__REQUIREMENT__
The data is to be transcribed in full, with nothing missed.

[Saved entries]
use lw_core::PassengerKind;
use serde::Serialize;

/// Everything the engine can report, one variant per happening.
#[derive(Debug, Clone, PartialEq, Eq, Serialize)]
#[serde(tag = "type", rename_all = "snake_case")]
pub enum SimEventKind {
    // Arrivals
    /// A new passenger appeared on a floor.
    Arrival {
        /// The floor the passenger is waiting on.
        floor: usize,
        /// The floor the passenger wants to reach.
        target: usize,
        /// The passenger's kind.
        kind: PassengerKind,
    },

    // Boarding
    /// A passenger stepped into an elevator.
    Boarded {
        /// The elevator boarded.
        elevator: usize,
        /// The floor boarded from.
        floor: usize,
    },
    /// Boarding filled an elevator to capacity.
    ElevatorFull {
        /// The elevator that is now full.
        elevator: usize,
    },
    /// A passenger who could not exit was put back on the floor.
    PushedBack {
        /// The elevator the passenger left.
        elevator: usize,
        /// The floor the passenger now waits on.
        floor: usize,
        /// Where the passenger actually wanted to go.
        target: usize,
    },
    /// A passenger reached their floor and left the elevator.
    DroppedOff {
        /// The elevator delivering the passenger.
        elevator: usize,
        /// The delivery floor.
        floor: usize,
        /// The passenger's kind.
        kind: PassengerKind,
    },

    // Scoring
    /// A delivery earned extra points.
    BonusScore {
        /// The elevator that made the delivery.
        elevator: usize,
        /// Points awarded.
        points: i64,
    },
    /// A delivery added time to the clock.
    TimeBonus {
        /// The elevator that made the delivery.
        elevator: usize,
        /// Time added.
        time: i64,
    },
    /// A delivery cost points.
    Penalty {
        /// The elevator that made the delivery.
        elevator: usize,
        /// Points deducted.
        points: i64,
    },

    // Movement
    /// Doors closed with nowhere queued; the elevator awaits orders.
    ReadyToMove {
        /// The waiting elevator.
        elevator: usize,
    },
    /// An elevator reached a queued destination and opened its doors.
    DoorsOpened {
        /// The elevator that arrived.
        elevator: usize,
        /// The floor it arrived at.
        floor: usize,
    },

    // Commands
    /// A destination was queued by a `go` command.
    DestinationQueued {
        /// The commanded elevator.
        elevator: usize,
        /// The queued floor.
        floor: usize,
    },
    /// Passengers were discarded by a `dump` command.
    Dumped {
        /// The dumped elevator.
        elevator: usize,
        /// How many passengers were discarded.
        count: usize,
    },
    /// Doors were shut by a `close` command.
    DoorsForced {
        /// The commanded elevator.
        elevator: usize,
    },
    /// A command was refused; the world is unchanged.
    CommandRejected,

    // Lifecycle
    /// Time ran out.
    GameOver {
        /// The final score.
        score: i64,
    },
}

impl SimEventKind {
    /// The elevator this event concerns, if any.
    pub fn elevator(&self) -> Option<usize> {
        match self {
            Self::Boarded { elevator, .. }
            | Self::ElevatorFull { elevator }
            | Self::PushedBack { elevator, .. }
            | Self::DroppedOff { elevator, .. }
            | Self::BonusScore { elevator, .. }
            | Self::TimeBonus { elevator, .. }
            | Self::Penalty { elevator, .. }
            | Self::ReadyToMove { elevator }
            | Self::DoorsOpened { elevator, .. }
            | Self::DestinationQueued { elevator, .. }
            | Self::Dumped { elevator, .. }
            | Self::DoorsForced { elevator } => Some(*elevator),
            Self::Arrival { .. } | Self::CommandRejected | Self::GameOver { .. } => None,
        }
    }
}

/// One logged happening, stamped with the tick it happened on.
#[derive(Debug, Clone, Serialize)]
pub struct SimEvent {
    /// Tick number at the time of the event; commands log at the current tick.
    pub tick: u64,
    /// Structured detail.
    pub kind: SimEventKind,
    /// The sentence shown to the player.
    pub description: String,
}

impl SimEvent {
    /// Stamp an event.
    pub fn new(tick: u64, kind: SimEventKind, description: impl Into<String>) -> Self {
        Self {
            tick,
            kind,
            description: description.into(),
        }
    }
}

/// Events since the caller last cleared the log.
#[derive(Debug, Default)]
pub struct EventLog {
    events: Vec<SimEvent>,
    max_events: usize,
}

impl EventLog {
    /// An empty log keeping at most `max_events` entries (0 keeps everything).
    pub fn new(max_events: usize) -> Self {
        Self {
            events: Vec::new(),
            max_events,
        }
    }

    /// Record an event. Past the cap, the oldest entries fall off the front.
    pub fn push(&mut self, event: SimEvent) {
        self.events.push(event);
        if self.max_events == 0 {
            return;
        }
        let excess = self.events.len().saturating_sub(self.max_events);
        if excess > 0 {
            self.events.drain(..excess);
        }
    }

    /// Events in the order they were logged.
    pub fn events(&self) -> &[SimEvent] {
        &self.events
    }

    /// Iterate over the human-readable descriptions, oldest first.
    pub fn descriptions(&self) -> impl Iterator<Item = &str> {
        self.events.iter().map(|e| e.description.as_str())
    }

    /// Events stamped with `tick`.
    pub fn events_at_tick(&self, tick: u64) -> Vec<&SimEvent> {
        self.events.iter().filter(|event| event.tick == tick).collect()
    }

    /// Return all events concerning the given elevator.
    pub fn events_for_elevator(&self, elevator: usize) -> Vec<&SimEvent> {
        self.events
            .iter()
            .filter(|e| e.kind.elevator() == Some(elevator))
            .collect()
    }

    /// Count events matching a predicate on their kind.
    pub fn count(&self, pred: impl Fn(&SimEventKind) -> bool) -> usize {
        self.events.iter().filter(|e| pred(&e.kind)).count()
    }

    /// Number of logged events.
    pub fn len(&self) -> usize {
        self.events.len()
    }

    /// Returns `true` if nothing has been logged since the last clear.
    pub fn is_empty(&self) -> bool {
        self.events.is_empty()
    }

    /// Drop every logged event. The cap is kept.
    pub fn clear(&mut self) {
        self.events.clear();
    }
}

__FINAL ANSWER__
use lw_core::PassengerKind;
use serde::Serialize;

/// Everything the engine can report, one variant per happening.
#[derive(Debug, Clone, PartialEq, Eq, Serialize)]
#[serde(tag = "type", rename_all = "snake_case")]
pub enum SimEventKind {
    // Arrivals
    /// A new passenger appeared on a floor.
    Arrival {
        /// The floor the passenger is waiting on.
        floor: usize,
        /// The floor the passenger wants to reach.
        target: usize,
        /// The passenger's kind.
        kind: PassengerKind,
    },

    // Boarding
    /// A passenger stepped into an elevator.
    Boarded {
        /// The elevator boarded.
        elevator: usize,
        /// The floor boarded from.
        floor: usize,
    },
    /// Boarding filled an elevator to capacity.
    ElevatorFull {
        /// The elevator that is now full.
        elevator: usize,
    },
    /// A passenger who could not exit was put back on the floor.
    PushedBack {
        /// The elevator the passenger left.
        elevator: usize,
        /// The floor the passenger now waits on.
        floor: usize,
        /// Where the passenger actually wanted to go.
        target: usize,
    },
    /// A passenger reached their floor and left the elevator.
    DroppedOff {
        /// The elevator delivering the passenger.
        elevator: usize,
        /// The delivery floor.
        floor: usize,
        /// The passenger's kind.
        kind: PassengerKind,
    },

    // Scoring
    /// A delivery earned extra points.
    BonusScore {
        /// The elevator that made the delivery.
        elevator: usize,
        /// Points awarded.
        points: i64,
    },
    /// A delivery added time to the clock.
    TimeBonus {
        /// The elevator that made the delivery.
        elevator: usize,
        /// Time added.
        time: i64,
    },
    /// A delivery cost points.
    Penalty {
        /// The elevator that made the delivery.
        elevator: usize,
        /// Points deducted.
        points: i64,
    },

    // Movement
    /// Doors closed with nowhere queued; the elevator awaits orders.
    ReadyToMove {
        /// The waiting elevator.
        elevator: usize,
    },
    /// An elevator reached a queued destination and opened its doors.
    DoorsOpened {
        /// The elevator that arrived.
        elevator: usize,
        /// The floor it arrived at.
        floor: usize,
    },

    // Commands
    /// A destination was queued by a `go` command.
    DestinationQueued {
        /// The commanded elevator.
        elevator: usize,
        /// The queued floor.
        floor: usize,
    },
    /// Passengers were discarded by a `dump` command.
    Dumped {
        /// The dumped elevator.
        elevator: usize,
        /// How many passengers were discarded.
        count: usize,
    },
    /// Doors were shut by a `close` command.
    DoorsForced {
        /// The commanded elevator.
        elevator: usize,
    },
    /// A command was refused; the world is unchanged.
    CommandRejected,

    // Lifecycle
    /// Time ran out.
    GameOver {
        /// The final score.
        score: i64,
    },
}

impl SimEventKind {
    /// The elevator this event concerns, if any.
    pub fn elevator(&self) -> Option<usize> {
        match self {
            Self::Boarded { elevator, .. }
            | Self::ElevatorFull { elevator }
            | Self::PushedBack { elevator, .. }
            | Self::DroppedOff { elevator, .. }
            | Self::BonusScore { elevator, .. }
            | Self::TimeBonus { elevator, .. }
            | Self::Penalty { elevator, .. }
            | Self::ReadyToMove { elevator }
            | Self::DoorsOpened { elevator, .. }
            | Self::DestinationQueued { elevator, .. }
            | Self::Dumped { elevator, .. }
            | Self::DoorsForced { elevator } => Some(*elevator),
            Self::Arrival { .. } | Self::CommandRejected | Self::GameOver { .. } => None,
        }
    }
}

/// One logged happening, stamped with the tick it happened on.
#[derive(Debug, Clone, Serialize)]
pub struct SimEvent {
    /// Tick number at the time of the event; commands log at the current tick.
    pub tick: u64,
    /// Structured detail.
    pub kind: SimEventKind,
    /// The sentence shown to the player.
    pub description: String,
}

impl SimEvent {
    /// Stamp an event.
    pub fn new(tick: u64, kind: SimEventKind, description: impl Into<String>) -> Self {
        Self {
            tick,
            kind,
            description: description.into(),
        }
    }
}

/// Events since the caller last cleared the log.
#[derive(Debug, Default)]
pub struct EventLog {
    events: Vec<SimEvent>,
    max_events: usize,
}

impl EventLog {
    /// An empty log keeping at most `max_events` entries (0 keeps everything).
    pub fn new(max_events: usize) -> Self {
        Self {
            events: Vec::new(),
            max_events,
        }
    }

    /// Record an event. Past the cap, the oldest entries fall off the front.
    pub fn push(&mut self, event: SimEvent) {
        self.events.push(event);
        if self.max_events == 0 {
            return;
        }
        let excess = self.events.len().saturating_sub(self.max_events);
        if excess > 0 {
            self.events.drain(..excess);
        }
    }

    /// Events in the order they were logged.
    pub fn events(&self) -> &[SimEvent] {
        &self.events
    }

    /// Iterate over the human-readable descriptions, oldest first.
    pub fn descriptions(&self) -> impl Iterator<Item = &str> {
        self.events.iter().map(|e| e.description.as_str())
    }

    /// Events stamped with `tick`.
    pub fn events_at_tick(&self, tick: u64) -> Vec<&SimEvent> {
        self.events.iter().filter(|event| event.tick == tick).collect()
    }

    /// Return all events concerning the given elevator.
    pub fn events_for_elevator(&self, elevator: usize) -> Vec<&SimEvent> {
        self.events
            .iter()
            .filter(|e| e.kind.elevator() == Some(elevator))
            .collect()
    }

    /// Count events matching a predicate on their kind.
    pub fn count(&self, pred: impl Fn(&SimEventKind) -> bool) -> usize {
        self.events.iter().filter(|e| pred(&e.kind)).count()
    }

    /// Number of logged events.
    pub fn len(&self) -> usize {
        self.events.len()
    }

    /// Returns `true` if nothing has been logged since the last clear.
    pub fn is_empty(&self) -> bool {
        self.events.is_empty()
    }

    /// Drop every logged event. The cap is kept.
    pub fn clear(&mut self) {
        self.events.clear();
    }
}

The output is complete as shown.